TASK DIRECTIONS – Keep every line of the data below that has the string "Confirm" and present those lines.

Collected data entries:
>>>>>
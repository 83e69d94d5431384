
use anyhow::{Context, Result};
use console::style;
use dialoguer::{Confirm, Input, Select};

use super::{Config, ConfigError, OllamaConfig};

#[inline]
pub fn run_interactive_config() -> Result<()> {
    eprintln!("{}", style("🔧 StudyMate Configuration Setup").bold().cyan());
    eprintln!();

    let mut config = load_existing_config()?;

    eprintln!("{}", style("Ollama Configuration").bold().yellow());
    eprintln!("Configure your local Ollama instance for embeddings and answers.");
    eprintln!();

    configure_ollama(&mut config.ollama)?;

    eprintln!();
    eprintln!("{}", style("Retrieval Configuration").bold().yellow());
    configure_retrieval(&mut config)?;

    eprintln!();
    eprintln!("{}", style("Testing configuration...").yellow());

    if test_ollama_connection(&config.ollama)? {
        eprintln!("{}", style("✓ Ollama connection successful!").green());
    } else {
        eprintln!(
            "{}",
            style("⚠ Warning: Could not connect to Ollama").yellow()
        );
        eprintln!("You can continue, but make sure Ollama is running before asking questions.");
    }

    eprintln!();
    if Confirm::new()
        .with_prompt("Save configuration?")
        .default(true)
        .interact()?
    {
        config.save().context("Failed to save configuration")?;
        eprintln!("{}", style("✓ Configuration saved successfully!").green());
        eprintln!(
            "Configuration saved to: {}",
            style(config.config_file_path().display()).cyan()
        );
    } else {
        eprintln!("Configuration not saved.");
    }

    Ok(())
}

#[inline]
pub fn show_config() -> Result<()> {
    let config = Config::load().context("Failed to load configuration")?;

    eprintln!("{}", style("📋 Current Configuration").bold().cyan());
    eprintln!();

    eprintln!("{}", style("Ollama Settings:").bold().yellow());
    eprintln!("  Protocol: {}", style(&config.ollama.protocol).cyan());
    eprintln!("  Host: {}", style(&config.ollama.host).cyan());
    eprintln!("  Port: {}", style(config.ollama.port).cyan());
    eprintln!(
        "  Embedding Model: {}",
        style(&config.ollama.embedding_model).cyan()
    );
    eprintln!(
        "  Generation Model: {}",
        style(&config.ollama.generation_model).cyan()
    );
    eprintln!("  Batch Size: {}", style(config.ollama.batch_size).cyan());
    eprintln!(
        "  Request Timeout: {}s",
        style(config.ollama.request_timeout_secs).cyan()
    );
    match config.ollama_url() {
        Ok(url) => eprintln!("  Ollama URL: {}", style(url).cyan()),
        Err(e) => eprintln!("  Ollama URL: {} ({})", style("Invalid").red(), e),
    }

    eprintln!();
    eprintln!("{}", style("Pipeline Settings:").bold().yellow());
    eprintln!("  Chunk Size: {}", style(config.chunking.chunk_size).cyan());
    eprintln!("  Chunk Overlap: {}", style(config.chunking.overlap).cyan());
    eprintln!("  Top K: {}", style(config.retrieval.top_k).cyan());
    eprintln!("  Max Tokens: {}", style(config.generation.max_tokens).cyan());
    eprintln!("  Temperature: {}", style(config.generation.temperature).cyan());
    eprintln!(
        "  Generation Timeout: {}s",
        style(config.generation.timeout_secs).cyan()
    );

    eprintln!();
    eprintln!("{}", style("Limits:").bold().yellow());
    eprintln!(
        "  Max File Size: {} bytes",
        style(config.limits.max_file_bytes).cyan()
    );
    eprintln!("  Max Chunks: {}", style(config.limits.max_chunks).cyan());

    eprintln!();
    eprintln!(
        "Config file: {}",
        style(config.config_file_path().display()).dim()
    );

    Ok(())
}

fn load_existing_config() -> Result<Config> {
    Config::load().map_or_else(
        |_| {
            eprintln!(
                "{}",
                style("No existing configuration found. Using defaults.").yellow()
            );
            let base_dir = Config::config_dir().context("Failed to determine config directory")?;
            Ok(Config {
                base_dir,
                ..Config::default()
            })
        },
        |config| {
            eprintln!("{}", style("Found existing configuration.").green());
            Ok(config)
        },
    )
}

fn configure_ollama(ollama: &mut OllamaConfig) -> Result<()> {
    let protocols = &["http", "https"];
    let default_index = protocols
        .iter()
        .position(|&p| p == ollama.protocol)
        .unwrap_or(0);

    let protocol_index = Select::new()
        .with_prompt("Ollama protocol")
        .default(default_index)
        .items(protocols)
        .interact()?;

    let protocol = protocols[protocol_index].to_string();

    let host: String = Input::new()
        .with_prompt("Ollama host")
        .default(ollama.host.clone())
        .validate_with(|input: &String| -> Result<(), ConfigError> {
            let temp_config = OllamaConfig {
                protocol: protocol.clone(),
                host: input.clone(),
                ..OllamaConfig::default()
            };
            temp_config.validate()
        })
        .interact_text()?;

    let port: u16 = Input::new()
        .with_prompt("Ollama port")
        .default(ollama.port)
        .validate_with(|input: &u16| -> Result<(), &str> {
            if *input == 0 {
                Err("Port must be greater than 0")
            } else {
                Ok(())
            }
        })
        .interact_text()?;

    let embedding_model: String = Input::new()
        .with_prompt("Embedding model")
        .default(ollama.embedding_model.clone())
        .validate_with(non_empty_model)
        .interact_text()?;

    let generation_model: String = Input::new()
        .with_prompt("Generation model")
        .default(ollama.generation_model.clone())
        .validate_with(non_empty_model)
        .interact_text()?;

    let batch_size: u32 = Input::new()
        .with_prompt("Batch size for embedding generation")
        .default(ollama.batch_size)
        .validate_with(|input: &u32| -> Result<(), &str> {
            if *input == 0 {
                Err("Batch size must be greater than 0")
            } else if *input > 1000 {
                Err("Batch size must be 1000 or less")
            } else {
                Ok(())
            }
        })
        .interact_text()?;

    ollama.set_protocol(protocol)?;
    ollama.set_host(host)?;
    ollama.set_port(port)?;
    ollama.set_embedding_model(embedding_model)?;
    ollama.set_generation_model(generation_model)?;
    ollama.set_batch_size(batch_size)?;

    Ok(())
}

fn configure_retrieval(config: &mut Config) -> Result<()> {
    let top_k: usize = Input::new()
        .with_prompt("Chunks retrieved per question (top k)")
        .default(config.retrieval.top_k)
        .validate_with(|input: &usize| -> Result<(), &str> {
            if *input == 0 {
                Err("Top k must be at least 1")
            } else {
                Ok(())
            }
        })
        .interact_text()?;

    config.retrieval.top_k = top_k;
    Ok(())
}

fn non_empty_model(input: &String) -> Result<(), &'static str> {
    if input.trim().is_empty() {
        Err("Model name cannot be empty")
    } else {
        Ok(())
    }
}

fn test_ollama_connection(ollama: &OllamaConfig) -> Result<bool> {
    let url = ollama
        .ollama_url()?
        .join("/api/version")
        .context("Failed to build version URL")?;

    let agent: ureq::Agent = ureq::Agent::config_builder()
        .timeout_global(Some(std::time::Duration::from_secs(5)))
        .build()
        .into();

    match agent.get(url.as_str()).call() {
        Ok(_) => Ok(true),
        Err(ureq::Error::StatusCode(code)) if (400..500).contains(&code) => Ok(true),
        Err(_) => Ok(false),
    }
}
<<<<<
SOLUTION –
use dialoguer::{Confirm, Input, Select};
    if Confirm::new()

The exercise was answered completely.